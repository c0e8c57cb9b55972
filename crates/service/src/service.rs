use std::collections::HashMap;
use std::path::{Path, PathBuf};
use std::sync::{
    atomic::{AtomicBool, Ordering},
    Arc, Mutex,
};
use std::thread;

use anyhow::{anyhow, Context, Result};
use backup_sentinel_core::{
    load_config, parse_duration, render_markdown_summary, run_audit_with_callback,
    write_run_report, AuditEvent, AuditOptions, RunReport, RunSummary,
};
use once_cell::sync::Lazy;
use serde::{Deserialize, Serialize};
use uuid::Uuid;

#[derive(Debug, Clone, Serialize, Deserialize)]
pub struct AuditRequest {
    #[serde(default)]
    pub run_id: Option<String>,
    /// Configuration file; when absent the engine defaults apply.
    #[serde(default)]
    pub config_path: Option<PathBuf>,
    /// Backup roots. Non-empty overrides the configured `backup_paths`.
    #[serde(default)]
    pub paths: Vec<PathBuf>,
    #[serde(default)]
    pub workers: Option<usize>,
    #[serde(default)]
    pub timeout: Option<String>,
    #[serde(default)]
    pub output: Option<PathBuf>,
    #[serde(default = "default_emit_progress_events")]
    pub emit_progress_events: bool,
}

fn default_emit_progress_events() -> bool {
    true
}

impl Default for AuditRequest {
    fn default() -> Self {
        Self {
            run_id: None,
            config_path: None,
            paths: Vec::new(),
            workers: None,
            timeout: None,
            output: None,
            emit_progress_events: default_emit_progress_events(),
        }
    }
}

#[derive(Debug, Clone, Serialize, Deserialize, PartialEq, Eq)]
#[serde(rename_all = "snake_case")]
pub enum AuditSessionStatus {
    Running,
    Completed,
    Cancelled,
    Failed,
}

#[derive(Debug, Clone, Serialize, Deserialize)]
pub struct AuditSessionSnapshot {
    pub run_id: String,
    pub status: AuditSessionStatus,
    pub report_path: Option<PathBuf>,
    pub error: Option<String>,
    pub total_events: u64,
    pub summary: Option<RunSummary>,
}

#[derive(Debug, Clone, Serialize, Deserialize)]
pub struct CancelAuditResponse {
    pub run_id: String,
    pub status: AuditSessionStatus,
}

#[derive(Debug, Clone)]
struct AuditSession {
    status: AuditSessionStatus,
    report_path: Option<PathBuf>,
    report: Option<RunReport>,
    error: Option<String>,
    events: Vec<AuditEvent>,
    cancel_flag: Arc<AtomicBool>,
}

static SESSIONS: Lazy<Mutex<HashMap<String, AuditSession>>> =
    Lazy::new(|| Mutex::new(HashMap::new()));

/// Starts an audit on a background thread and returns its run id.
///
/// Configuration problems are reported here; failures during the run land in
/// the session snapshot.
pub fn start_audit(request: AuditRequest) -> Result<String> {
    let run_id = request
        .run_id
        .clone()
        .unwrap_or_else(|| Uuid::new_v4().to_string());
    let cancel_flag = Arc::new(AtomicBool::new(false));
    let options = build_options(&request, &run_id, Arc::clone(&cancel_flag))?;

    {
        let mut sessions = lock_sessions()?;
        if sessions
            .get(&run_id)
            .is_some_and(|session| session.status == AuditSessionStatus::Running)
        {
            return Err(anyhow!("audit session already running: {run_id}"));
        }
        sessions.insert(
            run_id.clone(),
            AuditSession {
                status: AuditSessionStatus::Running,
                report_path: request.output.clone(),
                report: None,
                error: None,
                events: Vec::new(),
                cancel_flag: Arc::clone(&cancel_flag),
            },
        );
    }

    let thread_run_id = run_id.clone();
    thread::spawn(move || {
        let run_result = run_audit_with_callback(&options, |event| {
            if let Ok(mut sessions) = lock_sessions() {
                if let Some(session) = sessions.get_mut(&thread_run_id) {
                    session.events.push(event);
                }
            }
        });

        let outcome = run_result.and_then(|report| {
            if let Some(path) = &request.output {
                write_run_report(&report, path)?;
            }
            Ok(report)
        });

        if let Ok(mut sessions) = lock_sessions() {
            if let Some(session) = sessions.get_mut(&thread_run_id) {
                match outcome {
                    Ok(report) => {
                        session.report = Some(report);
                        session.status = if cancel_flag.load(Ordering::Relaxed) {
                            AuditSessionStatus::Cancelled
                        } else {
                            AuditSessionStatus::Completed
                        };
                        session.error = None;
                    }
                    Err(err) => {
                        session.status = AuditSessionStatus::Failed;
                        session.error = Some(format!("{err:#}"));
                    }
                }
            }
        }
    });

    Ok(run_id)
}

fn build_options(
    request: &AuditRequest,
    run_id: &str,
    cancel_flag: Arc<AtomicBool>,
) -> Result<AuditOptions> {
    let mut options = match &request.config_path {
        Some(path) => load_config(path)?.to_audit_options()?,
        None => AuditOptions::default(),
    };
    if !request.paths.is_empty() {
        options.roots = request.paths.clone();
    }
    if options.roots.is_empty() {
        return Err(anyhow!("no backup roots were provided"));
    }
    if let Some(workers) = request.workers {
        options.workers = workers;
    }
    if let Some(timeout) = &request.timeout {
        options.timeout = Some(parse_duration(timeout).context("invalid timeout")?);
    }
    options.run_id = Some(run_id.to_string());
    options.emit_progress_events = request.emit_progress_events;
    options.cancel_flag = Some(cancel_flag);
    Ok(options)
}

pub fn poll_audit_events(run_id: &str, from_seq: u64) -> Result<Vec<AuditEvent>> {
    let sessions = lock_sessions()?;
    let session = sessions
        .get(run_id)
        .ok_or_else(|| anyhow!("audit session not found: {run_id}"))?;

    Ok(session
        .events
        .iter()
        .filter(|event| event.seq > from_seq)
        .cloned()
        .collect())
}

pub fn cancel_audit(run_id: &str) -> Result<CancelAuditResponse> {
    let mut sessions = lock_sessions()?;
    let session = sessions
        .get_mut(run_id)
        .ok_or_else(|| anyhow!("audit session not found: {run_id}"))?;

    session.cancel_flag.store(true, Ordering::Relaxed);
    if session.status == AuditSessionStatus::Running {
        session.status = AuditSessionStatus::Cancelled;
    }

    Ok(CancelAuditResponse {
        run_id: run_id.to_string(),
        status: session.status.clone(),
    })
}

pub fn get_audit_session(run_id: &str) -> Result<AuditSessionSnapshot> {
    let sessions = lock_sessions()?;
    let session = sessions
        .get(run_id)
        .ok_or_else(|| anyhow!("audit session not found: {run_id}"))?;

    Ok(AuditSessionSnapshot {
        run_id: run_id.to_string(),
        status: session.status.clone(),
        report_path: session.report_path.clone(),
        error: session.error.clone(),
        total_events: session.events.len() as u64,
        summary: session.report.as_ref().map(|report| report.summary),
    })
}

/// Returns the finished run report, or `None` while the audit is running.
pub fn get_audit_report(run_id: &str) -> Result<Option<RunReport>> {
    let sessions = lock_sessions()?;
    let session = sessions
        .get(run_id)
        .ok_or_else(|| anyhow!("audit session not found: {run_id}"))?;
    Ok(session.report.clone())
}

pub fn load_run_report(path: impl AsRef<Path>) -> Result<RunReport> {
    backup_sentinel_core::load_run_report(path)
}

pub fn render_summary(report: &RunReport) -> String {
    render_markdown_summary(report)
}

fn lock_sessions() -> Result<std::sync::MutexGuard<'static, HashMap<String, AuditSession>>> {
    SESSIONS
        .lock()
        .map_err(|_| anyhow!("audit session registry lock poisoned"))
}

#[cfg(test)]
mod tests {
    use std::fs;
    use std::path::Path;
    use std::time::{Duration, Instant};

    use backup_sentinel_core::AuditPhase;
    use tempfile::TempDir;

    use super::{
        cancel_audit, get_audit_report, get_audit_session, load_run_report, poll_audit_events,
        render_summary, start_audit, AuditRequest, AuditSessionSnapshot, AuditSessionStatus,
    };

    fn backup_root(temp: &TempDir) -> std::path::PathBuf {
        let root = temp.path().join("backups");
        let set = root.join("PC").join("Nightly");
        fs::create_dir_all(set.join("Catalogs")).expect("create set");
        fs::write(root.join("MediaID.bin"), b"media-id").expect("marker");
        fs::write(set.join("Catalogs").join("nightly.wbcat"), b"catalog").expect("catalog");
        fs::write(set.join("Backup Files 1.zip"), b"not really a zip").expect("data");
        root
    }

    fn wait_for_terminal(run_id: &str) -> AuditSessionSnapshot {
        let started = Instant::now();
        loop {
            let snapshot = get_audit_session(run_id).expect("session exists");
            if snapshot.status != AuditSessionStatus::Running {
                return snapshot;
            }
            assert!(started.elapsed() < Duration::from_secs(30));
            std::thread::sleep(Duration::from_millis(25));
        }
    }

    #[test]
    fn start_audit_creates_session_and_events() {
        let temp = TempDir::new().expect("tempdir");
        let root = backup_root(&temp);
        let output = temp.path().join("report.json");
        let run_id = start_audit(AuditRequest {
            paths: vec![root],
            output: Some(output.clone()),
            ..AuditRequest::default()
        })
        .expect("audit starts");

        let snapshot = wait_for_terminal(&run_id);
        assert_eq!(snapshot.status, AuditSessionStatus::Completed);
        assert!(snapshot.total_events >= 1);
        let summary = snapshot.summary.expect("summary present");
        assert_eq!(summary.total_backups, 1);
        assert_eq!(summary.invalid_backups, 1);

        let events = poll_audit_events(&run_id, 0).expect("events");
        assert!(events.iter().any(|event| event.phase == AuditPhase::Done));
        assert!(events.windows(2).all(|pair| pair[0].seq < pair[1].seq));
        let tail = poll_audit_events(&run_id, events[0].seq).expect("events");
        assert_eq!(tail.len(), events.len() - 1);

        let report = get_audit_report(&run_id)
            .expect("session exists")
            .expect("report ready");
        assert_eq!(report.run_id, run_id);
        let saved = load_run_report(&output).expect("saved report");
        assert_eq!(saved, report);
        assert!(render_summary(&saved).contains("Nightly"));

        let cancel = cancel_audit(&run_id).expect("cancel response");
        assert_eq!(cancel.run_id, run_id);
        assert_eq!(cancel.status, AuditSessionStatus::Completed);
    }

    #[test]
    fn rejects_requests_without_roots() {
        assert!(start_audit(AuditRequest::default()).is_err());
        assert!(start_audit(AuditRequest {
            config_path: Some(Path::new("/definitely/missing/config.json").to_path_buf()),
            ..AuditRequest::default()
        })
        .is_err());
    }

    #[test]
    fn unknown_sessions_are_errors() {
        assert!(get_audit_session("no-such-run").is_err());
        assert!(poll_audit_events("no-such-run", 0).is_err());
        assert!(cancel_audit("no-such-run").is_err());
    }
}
▬▬▬▬▬▬
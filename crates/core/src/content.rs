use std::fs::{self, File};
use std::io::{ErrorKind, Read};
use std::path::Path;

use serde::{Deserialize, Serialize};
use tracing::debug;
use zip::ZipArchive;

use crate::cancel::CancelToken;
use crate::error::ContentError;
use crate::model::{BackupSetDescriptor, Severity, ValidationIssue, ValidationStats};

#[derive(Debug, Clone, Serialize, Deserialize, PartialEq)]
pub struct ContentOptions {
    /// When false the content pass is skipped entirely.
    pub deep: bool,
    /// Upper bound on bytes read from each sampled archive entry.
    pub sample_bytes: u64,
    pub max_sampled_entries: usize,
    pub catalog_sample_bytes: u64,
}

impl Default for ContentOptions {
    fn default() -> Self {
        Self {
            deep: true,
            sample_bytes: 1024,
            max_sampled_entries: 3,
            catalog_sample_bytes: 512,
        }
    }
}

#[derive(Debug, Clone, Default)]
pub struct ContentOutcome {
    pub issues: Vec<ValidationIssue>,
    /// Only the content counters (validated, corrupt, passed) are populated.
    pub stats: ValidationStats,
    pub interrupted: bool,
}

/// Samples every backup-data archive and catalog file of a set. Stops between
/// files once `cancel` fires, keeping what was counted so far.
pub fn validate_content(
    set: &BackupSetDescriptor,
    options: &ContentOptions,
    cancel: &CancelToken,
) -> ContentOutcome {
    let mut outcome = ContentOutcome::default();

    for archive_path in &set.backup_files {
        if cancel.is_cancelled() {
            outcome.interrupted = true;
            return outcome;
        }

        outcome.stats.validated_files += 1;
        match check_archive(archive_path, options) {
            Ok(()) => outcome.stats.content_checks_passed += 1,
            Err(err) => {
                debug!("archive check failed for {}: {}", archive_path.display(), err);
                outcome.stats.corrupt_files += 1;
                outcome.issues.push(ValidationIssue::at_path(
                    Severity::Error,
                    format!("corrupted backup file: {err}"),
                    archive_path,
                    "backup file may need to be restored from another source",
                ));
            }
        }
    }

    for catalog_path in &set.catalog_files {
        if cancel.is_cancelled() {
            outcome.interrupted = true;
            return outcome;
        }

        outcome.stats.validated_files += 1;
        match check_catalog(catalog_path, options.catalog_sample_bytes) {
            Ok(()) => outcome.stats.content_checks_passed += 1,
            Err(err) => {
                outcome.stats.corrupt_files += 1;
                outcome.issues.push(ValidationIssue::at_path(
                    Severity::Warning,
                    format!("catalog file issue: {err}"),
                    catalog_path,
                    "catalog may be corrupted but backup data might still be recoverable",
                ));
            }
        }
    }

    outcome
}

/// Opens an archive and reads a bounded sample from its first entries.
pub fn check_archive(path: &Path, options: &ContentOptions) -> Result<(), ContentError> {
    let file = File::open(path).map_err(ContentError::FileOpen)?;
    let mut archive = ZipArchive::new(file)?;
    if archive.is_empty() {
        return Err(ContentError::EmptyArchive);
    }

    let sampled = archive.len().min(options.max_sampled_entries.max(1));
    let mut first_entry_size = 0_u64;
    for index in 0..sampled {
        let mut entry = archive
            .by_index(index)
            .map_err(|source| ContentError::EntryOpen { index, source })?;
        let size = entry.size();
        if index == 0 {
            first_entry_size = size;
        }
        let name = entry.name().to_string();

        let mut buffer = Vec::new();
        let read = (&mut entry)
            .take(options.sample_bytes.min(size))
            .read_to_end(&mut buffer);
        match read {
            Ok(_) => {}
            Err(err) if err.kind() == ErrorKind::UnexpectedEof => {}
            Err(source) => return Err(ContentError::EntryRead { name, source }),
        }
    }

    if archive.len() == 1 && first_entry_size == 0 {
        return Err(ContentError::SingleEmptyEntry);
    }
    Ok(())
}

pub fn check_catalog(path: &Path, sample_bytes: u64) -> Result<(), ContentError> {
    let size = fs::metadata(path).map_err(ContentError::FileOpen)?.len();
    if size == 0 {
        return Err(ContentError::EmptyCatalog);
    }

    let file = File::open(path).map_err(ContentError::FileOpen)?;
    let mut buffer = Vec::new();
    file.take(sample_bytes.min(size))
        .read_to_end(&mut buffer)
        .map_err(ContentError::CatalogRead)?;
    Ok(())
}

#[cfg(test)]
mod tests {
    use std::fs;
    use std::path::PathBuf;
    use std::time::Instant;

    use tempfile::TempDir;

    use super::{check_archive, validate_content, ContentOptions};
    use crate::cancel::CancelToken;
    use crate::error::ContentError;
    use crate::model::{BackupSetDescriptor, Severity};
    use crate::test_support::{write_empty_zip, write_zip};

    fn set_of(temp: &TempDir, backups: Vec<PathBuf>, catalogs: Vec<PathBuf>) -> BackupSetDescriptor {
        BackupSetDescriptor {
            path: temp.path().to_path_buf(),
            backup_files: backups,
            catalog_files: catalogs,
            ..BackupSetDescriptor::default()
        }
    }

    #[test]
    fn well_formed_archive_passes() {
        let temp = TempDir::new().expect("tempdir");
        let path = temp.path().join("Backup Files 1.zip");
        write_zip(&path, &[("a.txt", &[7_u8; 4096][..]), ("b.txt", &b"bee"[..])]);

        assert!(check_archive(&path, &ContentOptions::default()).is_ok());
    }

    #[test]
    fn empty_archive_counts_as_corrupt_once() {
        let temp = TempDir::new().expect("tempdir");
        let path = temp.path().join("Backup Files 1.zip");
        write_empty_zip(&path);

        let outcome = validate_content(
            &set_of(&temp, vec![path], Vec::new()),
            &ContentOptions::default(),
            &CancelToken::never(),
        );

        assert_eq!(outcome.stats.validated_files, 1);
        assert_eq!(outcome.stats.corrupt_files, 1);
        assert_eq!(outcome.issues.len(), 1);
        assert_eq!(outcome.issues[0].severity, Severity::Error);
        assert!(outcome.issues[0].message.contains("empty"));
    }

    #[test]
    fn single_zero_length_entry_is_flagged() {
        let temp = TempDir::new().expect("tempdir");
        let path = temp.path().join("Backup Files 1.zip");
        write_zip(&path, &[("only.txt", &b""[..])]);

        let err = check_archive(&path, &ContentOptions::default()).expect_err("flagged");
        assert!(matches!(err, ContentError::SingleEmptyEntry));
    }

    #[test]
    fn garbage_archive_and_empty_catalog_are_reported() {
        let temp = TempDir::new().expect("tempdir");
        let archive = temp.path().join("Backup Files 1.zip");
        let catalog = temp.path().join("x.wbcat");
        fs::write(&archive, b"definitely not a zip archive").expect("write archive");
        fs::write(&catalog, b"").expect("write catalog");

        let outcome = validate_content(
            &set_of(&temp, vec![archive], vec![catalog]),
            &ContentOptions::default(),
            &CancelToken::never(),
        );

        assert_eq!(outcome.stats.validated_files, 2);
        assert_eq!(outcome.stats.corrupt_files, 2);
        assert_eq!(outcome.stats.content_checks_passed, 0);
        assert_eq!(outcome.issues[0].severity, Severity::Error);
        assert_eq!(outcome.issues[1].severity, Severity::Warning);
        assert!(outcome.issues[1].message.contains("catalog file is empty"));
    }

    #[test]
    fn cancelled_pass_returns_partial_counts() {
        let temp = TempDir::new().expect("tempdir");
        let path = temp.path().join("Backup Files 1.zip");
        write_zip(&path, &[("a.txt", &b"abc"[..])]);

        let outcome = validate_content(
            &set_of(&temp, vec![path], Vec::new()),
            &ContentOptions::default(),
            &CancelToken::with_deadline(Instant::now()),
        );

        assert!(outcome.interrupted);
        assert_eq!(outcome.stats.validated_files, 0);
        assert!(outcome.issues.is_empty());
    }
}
▬▬▬▬▬▬
What to do: Look over the data above and show each line that contains "static".

Exercise result:
static SESSIONS: Lazy<Mutex<HashMap<String, AuditSession>>> =
fn lock_sessions() -> Result<std::sync::MutexGuard<'static, HashMap<String, AuditSession>>> {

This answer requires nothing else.